■ Aim of the task:
Copy every line of the data that contains the string "ParticipantResolver".
------------------------------
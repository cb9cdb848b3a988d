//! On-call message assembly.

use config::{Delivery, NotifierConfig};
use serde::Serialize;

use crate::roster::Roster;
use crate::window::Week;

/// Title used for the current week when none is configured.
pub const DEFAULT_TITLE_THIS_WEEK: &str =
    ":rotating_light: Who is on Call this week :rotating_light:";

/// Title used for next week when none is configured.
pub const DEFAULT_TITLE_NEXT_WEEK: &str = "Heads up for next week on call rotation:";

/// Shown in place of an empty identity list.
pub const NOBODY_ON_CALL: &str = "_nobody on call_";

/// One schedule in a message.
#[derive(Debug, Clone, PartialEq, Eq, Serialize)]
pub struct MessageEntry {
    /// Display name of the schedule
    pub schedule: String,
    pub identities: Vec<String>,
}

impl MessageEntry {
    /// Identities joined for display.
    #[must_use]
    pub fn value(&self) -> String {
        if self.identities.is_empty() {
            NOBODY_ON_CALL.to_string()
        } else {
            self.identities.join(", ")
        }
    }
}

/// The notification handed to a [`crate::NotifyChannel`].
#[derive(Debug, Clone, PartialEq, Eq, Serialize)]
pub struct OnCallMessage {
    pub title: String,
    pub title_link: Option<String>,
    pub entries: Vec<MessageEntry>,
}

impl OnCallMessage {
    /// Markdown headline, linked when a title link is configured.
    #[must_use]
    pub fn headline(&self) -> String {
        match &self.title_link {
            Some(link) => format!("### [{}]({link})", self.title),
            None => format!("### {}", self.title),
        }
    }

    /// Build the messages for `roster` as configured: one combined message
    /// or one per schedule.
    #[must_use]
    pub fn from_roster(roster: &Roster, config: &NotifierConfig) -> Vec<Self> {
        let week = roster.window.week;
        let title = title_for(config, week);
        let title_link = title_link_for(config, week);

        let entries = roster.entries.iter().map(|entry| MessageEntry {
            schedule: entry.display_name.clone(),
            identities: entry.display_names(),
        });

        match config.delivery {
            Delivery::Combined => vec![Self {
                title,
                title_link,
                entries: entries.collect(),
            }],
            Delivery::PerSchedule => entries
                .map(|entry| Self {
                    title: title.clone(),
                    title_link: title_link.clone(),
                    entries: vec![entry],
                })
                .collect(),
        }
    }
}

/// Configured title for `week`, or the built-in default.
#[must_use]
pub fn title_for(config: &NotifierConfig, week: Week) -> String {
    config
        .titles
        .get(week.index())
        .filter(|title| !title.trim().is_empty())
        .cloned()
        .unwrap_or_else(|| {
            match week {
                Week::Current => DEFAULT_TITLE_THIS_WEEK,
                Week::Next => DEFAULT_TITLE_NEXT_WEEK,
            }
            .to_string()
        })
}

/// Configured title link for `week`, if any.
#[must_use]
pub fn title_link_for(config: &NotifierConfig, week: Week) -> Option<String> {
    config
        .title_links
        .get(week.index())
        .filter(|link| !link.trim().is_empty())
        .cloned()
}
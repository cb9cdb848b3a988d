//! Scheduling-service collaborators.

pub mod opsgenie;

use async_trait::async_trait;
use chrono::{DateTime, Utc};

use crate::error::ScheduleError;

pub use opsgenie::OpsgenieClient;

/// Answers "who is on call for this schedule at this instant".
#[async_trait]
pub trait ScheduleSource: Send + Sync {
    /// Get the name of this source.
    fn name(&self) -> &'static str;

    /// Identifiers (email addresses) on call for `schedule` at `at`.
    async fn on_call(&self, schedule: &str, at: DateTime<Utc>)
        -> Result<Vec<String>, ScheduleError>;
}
------------------------------
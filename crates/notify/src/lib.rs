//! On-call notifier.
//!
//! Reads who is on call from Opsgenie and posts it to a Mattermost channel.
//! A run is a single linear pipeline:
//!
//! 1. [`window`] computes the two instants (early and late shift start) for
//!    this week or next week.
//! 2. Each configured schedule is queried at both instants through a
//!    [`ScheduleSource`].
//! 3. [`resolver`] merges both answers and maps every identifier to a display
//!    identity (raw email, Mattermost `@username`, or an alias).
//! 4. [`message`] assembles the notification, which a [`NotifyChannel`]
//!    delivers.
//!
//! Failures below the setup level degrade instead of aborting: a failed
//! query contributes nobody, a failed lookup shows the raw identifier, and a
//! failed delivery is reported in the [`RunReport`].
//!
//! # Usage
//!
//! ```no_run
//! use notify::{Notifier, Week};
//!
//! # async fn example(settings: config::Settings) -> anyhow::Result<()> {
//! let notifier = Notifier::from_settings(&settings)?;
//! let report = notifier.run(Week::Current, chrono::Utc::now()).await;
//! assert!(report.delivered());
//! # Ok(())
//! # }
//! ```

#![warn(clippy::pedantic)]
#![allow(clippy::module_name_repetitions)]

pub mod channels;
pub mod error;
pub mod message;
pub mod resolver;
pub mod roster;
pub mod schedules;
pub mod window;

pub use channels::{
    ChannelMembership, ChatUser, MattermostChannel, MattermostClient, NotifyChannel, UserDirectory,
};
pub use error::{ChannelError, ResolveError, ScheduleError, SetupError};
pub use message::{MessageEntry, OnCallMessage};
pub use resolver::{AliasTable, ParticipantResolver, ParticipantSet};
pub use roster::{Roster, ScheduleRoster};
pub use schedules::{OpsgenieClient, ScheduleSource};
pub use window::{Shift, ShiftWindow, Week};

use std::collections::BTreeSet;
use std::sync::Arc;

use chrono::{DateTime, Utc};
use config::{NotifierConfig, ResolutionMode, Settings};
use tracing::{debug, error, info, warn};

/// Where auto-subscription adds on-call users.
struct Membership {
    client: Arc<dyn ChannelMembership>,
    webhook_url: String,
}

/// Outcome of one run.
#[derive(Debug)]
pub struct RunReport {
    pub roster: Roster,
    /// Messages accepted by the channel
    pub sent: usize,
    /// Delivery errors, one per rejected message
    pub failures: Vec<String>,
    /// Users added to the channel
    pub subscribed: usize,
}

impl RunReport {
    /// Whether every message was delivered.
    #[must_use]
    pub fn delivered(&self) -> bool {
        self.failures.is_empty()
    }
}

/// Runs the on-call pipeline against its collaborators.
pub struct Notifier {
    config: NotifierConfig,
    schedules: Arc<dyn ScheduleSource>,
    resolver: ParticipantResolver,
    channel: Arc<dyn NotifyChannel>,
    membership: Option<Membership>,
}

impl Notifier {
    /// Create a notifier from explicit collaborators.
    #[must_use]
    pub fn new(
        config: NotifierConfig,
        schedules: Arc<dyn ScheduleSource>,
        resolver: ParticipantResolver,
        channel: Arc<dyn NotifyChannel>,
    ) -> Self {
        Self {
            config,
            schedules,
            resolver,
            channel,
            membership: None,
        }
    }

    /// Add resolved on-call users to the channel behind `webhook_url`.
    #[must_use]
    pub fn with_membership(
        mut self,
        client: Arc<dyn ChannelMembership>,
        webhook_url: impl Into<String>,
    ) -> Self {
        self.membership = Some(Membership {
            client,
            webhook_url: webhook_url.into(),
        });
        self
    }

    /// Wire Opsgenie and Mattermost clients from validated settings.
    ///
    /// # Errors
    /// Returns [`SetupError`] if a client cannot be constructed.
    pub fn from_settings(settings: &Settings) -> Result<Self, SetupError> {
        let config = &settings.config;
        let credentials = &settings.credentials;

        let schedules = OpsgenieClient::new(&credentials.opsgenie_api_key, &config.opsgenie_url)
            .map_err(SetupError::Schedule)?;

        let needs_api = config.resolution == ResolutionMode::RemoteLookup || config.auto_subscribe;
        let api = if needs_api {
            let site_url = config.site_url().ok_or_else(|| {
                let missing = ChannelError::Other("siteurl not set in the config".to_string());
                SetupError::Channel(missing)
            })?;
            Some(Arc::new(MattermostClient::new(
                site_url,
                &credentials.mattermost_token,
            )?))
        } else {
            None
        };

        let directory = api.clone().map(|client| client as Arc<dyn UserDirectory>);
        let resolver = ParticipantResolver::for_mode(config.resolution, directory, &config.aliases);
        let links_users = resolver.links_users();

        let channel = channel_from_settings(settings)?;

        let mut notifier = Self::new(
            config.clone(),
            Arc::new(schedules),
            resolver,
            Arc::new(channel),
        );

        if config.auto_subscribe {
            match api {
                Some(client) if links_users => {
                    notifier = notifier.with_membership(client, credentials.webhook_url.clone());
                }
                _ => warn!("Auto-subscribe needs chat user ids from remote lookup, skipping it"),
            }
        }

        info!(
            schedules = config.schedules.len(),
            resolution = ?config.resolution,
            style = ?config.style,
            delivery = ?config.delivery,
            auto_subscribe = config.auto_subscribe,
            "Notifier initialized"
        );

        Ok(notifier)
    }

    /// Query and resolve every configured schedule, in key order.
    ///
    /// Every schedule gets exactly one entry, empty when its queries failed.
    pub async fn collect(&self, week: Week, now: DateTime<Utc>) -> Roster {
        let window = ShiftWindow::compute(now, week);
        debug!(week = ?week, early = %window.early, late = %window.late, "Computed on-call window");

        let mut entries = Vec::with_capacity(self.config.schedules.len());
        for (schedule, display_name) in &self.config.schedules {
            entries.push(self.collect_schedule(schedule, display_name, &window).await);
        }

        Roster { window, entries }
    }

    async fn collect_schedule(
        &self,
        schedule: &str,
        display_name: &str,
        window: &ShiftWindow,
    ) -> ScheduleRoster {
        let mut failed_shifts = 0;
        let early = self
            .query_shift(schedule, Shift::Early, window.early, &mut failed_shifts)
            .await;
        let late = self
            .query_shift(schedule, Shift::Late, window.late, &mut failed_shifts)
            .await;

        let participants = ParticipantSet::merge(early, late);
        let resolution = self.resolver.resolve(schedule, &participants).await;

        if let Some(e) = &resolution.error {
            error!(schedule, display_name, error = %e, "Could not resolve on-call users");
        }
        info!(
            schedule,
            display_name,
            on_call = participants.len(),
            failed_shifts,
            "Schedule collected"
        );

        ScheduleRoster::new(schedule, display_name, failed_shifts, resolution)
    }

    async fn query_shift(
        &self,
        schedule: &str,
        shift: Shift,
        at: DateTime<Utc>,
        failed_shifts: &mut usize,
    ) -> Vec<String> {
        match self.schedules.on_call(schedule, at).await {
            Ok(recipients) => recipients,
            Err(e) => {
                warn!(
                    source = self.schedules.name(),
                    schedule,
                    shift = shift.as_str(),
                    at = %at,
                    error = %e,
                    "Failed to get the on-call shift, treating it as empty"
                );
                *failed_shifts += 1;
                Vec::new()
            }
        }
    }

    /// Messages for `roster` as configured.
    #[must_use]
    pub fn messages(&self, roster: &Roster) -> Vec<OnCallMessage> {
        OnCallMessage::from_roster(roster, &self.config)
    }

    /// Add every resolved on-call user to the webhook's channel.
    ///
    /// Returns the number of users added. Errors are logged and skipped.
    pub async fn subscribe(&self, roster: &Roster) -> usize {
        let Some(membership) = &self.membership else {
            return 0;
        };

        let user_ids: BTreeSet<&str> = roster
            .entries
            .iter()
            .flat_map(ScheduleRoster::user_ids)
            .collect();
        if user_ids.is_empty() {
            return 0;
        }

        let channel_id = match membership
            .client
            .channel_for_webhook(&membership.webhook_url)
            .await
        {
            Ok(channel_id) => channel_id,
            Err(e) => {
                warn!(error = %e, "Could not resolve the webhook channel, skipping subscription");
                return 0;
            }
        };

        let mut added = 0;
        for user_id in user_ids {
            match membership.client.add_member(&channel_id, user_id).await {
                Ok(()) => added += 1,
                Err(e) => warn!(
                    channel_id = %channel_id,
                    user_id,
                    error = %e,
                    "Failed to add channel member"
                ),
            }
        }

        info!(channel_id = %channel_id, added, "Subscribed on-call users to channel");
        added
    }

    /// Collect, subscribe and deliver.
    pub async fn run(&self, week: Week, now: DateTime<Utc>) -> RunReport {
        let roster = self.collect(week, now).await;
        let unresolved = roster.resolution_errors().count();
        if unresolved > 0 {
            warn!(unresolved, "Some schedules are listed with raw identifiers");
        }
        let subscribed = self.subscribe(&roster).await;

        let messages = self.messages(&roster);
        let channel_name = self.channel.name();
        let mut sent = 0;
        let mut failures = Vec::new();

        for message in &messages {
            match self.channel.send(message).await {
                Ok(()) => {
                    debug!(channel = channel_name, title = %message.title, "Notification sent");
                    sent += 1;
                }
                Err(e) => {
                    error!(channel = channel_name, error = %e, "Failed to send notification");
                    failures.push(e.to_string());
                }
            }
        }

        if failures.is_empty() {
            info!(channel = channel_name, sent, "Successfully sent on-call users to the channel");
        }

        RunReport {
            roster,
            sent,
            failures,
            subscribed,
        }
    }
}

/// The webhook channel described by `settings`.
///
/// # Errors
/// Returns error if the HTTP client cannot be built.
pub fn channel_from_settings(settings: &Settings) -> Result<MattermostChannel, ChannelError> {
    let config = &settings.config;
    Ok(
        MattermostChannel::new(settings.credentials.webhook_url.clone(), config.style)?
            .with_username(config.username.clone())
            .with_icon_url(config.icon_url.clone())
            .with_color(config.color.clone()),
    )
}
------------------------------
■ Output for this task:
pub use resolver::{AliasTable, ParticipantResolver, ParticipantSet};
    resolver: ParticipantResolver,
        resolver: ParticipantResolver,
        let resolver = ParticipantResolver::for_mode(config.resolution, directory, &config.aliases);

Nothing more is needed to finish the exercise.